Data extracts section start
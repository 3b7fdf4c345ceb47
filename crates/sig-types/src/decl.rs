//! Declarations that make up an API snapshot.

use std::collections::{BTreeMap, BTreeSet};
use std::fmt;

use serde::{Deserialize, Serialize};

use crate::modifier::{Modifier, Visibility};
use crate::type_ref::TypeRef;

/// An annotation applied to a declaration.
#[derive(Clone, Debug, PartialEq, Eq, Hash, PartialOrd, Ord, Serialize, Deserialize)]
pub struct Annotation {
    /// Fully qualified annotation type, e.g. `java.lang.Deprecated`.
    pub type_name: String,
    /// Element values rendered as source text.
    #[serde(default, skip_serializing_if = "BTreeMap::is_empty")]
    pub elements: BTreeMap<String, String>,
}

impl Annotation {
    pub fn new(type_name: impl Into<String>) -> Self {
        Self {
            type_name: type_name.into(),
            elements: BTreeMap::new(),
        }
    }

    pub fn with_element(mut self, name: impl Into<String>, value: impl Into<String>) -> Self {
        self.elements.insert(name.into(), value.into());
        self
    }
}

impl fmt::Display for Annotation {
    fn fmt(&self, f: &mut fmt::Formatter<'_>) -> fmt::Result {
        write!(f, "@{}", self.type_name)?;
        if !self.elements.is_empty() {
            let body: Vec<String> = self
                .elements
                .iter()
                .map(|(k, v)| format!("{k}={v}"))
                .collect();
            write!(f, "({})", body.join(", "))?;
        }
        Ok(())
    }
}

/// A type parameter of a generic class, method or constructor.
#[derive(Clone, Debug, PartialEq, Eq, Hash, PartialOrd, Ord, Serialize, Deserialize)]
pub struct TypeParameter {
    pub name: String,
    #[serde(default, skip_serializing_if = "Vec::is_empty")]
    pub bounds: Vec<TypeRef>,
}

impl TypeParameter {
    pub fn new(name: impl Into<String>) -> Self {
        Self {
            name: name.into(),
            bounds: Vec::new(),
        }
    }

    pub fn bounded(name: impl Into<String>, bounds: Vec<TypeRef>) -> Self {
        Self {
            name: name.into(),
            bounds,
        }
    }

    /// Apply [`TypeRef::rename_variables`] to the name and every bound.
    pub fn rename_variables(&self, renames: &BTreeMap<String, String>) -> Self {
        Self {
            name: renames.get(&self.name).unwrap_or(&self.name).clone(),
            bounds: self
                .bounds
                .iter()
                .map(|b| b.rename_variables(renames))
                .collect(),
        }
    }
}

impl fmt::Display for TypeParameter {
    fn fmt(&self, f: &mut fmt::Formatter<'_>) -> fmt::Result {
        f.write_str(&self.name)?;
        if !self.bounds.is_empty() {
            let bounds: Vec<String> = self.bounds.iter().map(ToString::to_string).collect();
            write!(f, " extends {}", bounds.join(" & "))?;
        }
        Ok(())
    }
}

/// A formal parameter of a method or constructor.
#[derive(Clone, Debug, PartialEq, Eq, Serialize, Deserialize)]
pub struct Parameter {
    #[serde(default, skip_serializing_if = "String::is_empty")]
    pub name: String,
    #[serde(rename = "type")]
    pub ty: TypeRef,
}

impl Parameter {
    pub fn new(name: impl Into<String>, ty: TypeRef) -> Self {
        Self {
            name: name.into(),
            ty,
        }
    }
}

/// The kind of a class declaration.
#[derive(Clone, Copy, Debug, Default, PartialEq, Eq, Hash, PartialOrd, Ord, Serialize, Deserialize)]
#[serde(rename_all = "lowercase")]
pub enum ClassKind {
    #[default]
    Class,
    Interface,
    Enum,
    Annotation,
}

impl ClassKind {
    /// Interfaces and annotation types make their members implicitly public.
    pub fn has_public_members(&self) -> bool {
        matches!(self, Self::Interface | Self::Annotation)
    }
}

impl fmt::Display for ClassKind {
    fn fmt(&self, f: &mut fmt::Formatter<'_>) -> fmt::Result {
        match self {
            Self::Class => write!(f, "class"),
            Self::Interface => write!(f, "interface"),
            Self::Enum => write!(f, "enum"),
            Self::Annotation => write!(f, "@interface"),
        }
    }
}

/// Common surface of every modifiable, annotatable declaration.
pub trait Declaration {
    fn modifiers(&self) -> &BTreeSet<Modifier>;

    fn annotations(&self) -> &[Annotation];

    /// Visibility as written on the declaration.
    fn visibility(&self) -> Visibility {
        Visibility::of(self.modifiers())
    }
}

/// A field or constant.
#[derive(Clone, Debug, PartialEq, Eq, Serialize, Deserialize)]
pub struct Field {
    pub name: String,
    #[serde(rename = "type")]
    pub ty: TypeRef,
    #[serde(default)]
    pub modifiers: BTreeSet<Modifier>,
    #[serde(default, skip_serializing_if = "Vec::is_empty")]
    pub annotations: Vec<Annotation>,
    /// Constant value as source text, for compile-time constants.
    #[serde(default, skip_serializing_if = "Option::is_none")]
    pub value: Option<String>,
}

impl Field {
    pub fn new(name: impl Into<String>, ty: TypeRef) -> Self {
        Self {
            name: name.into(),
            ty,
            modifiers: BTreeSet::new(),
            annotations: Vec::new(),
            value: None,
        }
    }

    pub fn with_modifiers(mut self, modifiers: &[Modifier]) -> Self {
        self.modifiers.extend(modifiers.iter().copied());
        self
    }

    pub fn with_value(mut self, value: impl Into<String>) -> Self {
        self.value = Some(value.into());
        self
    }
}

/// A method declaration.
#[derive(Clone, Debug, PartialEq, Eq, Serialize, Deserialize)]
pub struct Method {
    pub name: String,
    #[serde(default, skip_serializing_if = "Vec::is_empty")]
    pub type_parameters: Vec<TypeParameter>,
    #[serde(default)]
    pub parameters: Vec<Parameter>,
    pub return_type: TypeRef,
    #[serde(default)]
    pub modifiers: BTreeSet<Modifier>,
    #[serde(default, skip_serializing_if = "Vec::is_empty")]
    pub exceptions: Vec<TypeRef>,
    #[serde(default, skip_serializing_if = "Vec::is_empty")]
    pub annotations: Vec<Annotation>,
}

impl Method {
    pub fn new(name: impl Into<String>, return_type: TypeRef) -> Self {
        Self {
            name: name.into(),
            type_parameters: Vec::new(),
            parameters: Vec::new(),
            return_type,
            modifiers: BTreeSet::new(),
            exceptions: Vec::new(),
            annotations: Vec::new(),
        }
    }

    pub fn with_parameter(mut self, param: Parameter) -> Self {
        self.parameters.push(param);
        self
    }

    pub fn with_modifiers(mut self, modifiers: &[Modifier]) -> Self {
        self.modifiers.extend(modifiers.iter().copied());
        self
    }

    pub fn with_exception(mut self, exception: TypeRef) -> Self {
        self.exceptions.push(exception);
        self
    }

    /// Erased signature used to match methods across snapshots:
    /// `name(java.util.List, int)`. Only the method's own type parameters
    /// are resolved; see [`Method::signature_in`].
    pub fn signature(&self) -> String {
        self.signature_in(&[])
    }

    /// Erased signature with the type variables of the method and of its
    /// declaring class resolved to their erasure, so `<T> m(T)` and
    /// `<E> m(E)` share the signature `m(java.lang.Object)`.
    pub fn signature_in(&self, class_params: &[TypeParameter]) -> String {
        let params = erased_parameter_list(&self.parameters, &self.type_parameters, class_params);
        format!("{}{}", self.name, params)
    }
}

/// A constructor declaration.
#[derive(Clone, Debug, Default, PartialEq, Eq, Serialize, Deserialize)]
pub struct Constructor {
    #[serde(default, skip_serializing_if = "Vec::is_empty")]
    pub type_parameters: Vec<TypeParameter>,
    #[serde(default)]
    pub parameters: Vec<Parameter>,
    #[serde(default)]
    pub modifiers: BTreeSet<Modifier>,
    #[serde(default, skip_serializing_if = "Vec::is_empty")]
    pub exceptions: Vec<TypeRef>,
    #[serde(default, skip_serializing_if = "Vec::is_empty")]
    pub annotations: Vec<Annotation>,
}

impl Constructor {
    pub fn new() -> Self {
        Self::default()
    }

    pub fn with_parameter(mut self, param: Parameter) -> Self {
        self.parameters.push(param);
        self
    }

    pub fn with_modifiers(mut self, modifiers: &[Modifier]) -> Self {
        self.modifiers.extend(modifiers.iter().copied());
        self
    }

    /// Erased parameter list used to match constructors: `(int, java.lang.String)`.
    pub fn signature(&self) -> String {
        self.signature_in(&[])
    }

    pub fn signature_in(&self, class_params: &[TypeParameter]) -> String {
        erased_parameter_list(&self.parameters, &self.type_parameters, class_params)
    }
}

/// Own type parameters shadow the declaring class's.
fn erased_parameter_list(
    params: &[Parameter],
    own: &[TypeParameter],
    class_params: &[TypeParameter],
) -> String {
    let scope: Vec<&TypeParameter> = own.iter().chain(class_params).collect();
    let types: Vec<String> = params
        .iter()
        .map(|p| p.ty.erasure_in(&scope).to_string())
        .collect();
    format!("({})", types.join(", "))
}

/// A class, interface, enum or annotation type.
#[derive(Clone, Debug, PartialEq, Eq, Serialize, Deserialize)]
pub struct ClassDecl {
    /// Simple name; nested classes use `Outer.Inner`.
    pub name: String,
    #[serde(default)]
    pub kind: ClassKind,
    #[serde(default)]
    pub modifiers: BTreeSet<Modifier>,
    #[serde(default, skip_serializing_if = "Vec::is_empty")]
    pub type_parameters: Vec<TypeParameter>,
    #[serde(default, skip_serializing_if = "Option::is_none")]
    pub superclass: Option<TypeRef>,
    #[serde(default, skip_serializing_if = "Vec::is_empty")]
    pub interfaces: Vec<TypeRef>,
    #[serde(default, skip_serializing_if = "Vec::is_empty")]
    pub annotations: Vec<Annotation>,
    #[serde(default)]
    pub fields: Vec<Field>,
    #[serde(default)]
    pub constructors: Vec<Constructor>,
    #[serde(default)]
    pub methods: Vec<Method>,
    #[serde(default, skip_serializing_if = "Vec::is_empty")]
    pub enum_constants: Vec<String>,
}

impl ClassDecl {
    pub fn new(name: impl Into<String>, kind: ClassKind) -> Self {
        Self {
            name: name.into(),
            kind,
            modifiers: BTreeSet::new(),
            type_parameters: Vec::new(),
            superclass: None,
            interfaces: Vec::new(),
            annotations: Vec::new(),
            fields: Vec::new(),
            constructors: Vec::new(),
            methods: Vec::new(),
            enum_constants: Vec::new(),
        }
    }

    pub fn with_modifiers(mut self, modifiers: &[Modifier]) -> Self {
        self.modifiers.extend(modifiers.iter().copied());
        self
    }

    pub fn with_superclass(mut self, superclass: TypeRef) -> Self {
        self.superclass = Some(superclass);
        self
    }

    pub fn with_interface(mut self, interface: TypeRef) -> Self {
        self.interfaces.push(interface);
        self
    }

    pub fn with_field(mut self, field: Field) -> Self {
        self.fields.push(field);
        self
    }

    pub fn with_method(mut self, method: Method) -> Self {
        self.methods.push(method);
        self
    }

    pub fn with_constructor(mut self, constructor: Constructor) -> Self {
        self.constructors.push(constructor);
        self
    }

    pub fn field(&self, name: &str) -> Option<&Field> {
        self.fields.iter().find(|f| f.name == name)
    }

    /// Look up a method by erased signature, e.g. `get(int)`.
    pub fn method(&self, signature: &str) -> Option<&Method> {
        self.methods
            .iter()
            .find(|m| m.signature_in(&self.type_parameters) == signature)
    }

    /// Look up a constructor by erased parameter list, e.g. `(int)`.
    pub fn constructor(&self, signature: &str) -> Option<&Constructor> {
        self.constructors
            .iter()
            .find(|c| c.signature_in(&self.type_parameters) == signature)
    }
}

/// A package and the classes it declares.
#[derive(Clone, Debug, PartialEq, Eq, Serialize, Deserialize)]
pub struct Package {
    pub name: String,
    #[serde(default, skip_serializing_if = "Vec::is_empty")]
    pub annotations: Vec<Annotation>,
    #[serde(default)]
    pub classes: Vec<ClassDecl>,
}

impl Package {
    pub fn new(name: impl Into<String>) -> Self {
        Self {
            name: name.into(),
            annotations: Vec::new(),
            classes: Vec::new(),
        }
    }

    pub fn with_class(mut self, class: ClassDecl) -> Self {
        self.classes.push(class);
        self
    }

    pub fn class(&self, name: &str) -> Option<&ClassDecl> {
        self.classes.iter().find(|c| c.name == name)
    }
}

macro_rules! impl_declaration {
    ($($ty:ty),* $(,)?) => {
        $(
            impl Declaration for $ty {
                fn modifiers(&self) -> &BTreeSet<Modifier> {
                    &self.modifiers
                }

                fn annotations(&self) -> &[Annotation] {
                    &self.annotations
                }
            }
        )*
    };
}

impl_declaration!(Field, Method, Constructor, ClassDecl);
Data extracts section end
Data extracts section start
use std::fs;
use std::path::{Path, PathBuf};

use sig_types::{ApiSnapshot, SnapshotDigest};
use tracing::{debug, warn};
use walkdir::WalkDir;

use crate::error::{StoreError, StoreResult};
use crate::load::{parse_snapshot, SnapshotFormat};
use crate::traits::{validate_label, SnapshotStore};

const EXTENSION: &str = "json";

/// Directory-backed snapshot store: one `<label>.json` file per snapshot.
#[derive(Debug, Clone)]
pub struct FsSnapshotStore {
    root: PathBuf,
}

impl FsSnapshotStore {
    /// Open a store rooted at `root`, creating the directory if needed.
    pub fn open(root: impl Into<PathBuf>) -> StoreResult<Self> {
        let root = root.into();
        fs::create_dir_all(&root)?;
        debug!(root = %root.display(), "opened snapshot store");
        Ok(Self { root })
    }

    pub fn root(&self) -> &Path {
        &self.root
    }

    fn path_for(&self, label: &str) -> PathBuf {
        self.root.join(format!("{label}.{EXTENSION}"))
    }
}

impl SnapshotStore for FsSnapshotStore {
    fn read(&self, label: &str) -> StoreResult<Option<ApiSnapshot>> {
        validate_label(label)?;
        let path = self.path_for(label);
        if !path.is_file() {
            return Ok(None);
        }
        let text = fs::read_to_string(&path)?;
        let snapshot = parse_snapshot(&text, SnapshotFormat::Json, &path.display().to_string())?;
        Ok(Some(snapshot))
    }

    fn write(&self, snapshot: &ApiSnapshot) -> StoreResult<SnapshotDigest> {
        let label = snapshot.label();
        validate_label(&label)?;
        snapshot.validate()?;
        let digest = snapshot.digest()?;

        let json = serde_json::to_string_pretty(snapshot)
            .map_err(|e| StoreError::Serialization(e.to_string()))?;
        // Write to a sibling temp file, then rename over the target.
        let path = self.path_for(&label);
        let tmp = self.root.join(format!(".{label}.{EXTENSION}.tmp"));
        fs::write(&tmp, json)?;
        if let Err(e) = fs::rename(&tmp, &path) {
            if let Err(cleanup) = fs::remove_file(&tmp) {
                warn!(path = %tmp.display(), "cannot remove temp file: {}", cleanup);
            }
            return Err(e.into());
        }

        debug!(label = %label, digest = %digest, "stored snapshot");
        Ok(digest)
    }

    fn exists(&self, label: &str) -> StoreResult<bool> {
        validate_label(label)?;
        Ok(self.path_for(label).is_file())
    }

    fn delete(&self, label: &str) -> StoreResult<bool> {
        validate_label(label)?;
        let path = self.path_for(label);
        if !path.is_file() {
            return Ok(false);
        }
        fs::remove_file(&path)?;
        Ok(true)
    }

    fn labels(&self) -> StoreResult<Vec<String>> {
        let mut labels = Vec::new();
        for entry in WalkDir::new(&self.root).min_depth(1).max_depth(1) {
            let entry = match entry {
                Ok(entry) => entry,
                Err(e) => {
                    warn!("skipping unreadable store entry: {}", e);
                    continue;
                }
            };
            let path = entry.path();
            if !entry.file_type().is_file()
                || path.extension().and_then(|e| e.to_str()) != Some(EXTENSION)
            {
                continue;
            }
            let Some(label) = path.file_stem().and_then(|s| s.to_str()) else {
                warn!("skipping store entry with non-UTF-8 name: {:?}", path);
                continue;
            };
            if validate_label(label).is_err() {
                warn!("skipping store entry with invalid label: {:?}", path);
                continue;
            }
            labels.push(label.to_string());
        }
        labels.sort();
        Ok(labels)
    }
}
Data extracts section end
_Description of the task:_
Scan the material above for lines holding "classes" and copy each of them.

_Written response:_
    /// Simple name; nested classes use `Outer.Inner`.
/// A package and the classes it declares.
    pub classes: Vec<ClassDecl>,
            classes: Vec::new(),
        self.classes.push(class);
        self.classes.iter().find(|c| c.name == name)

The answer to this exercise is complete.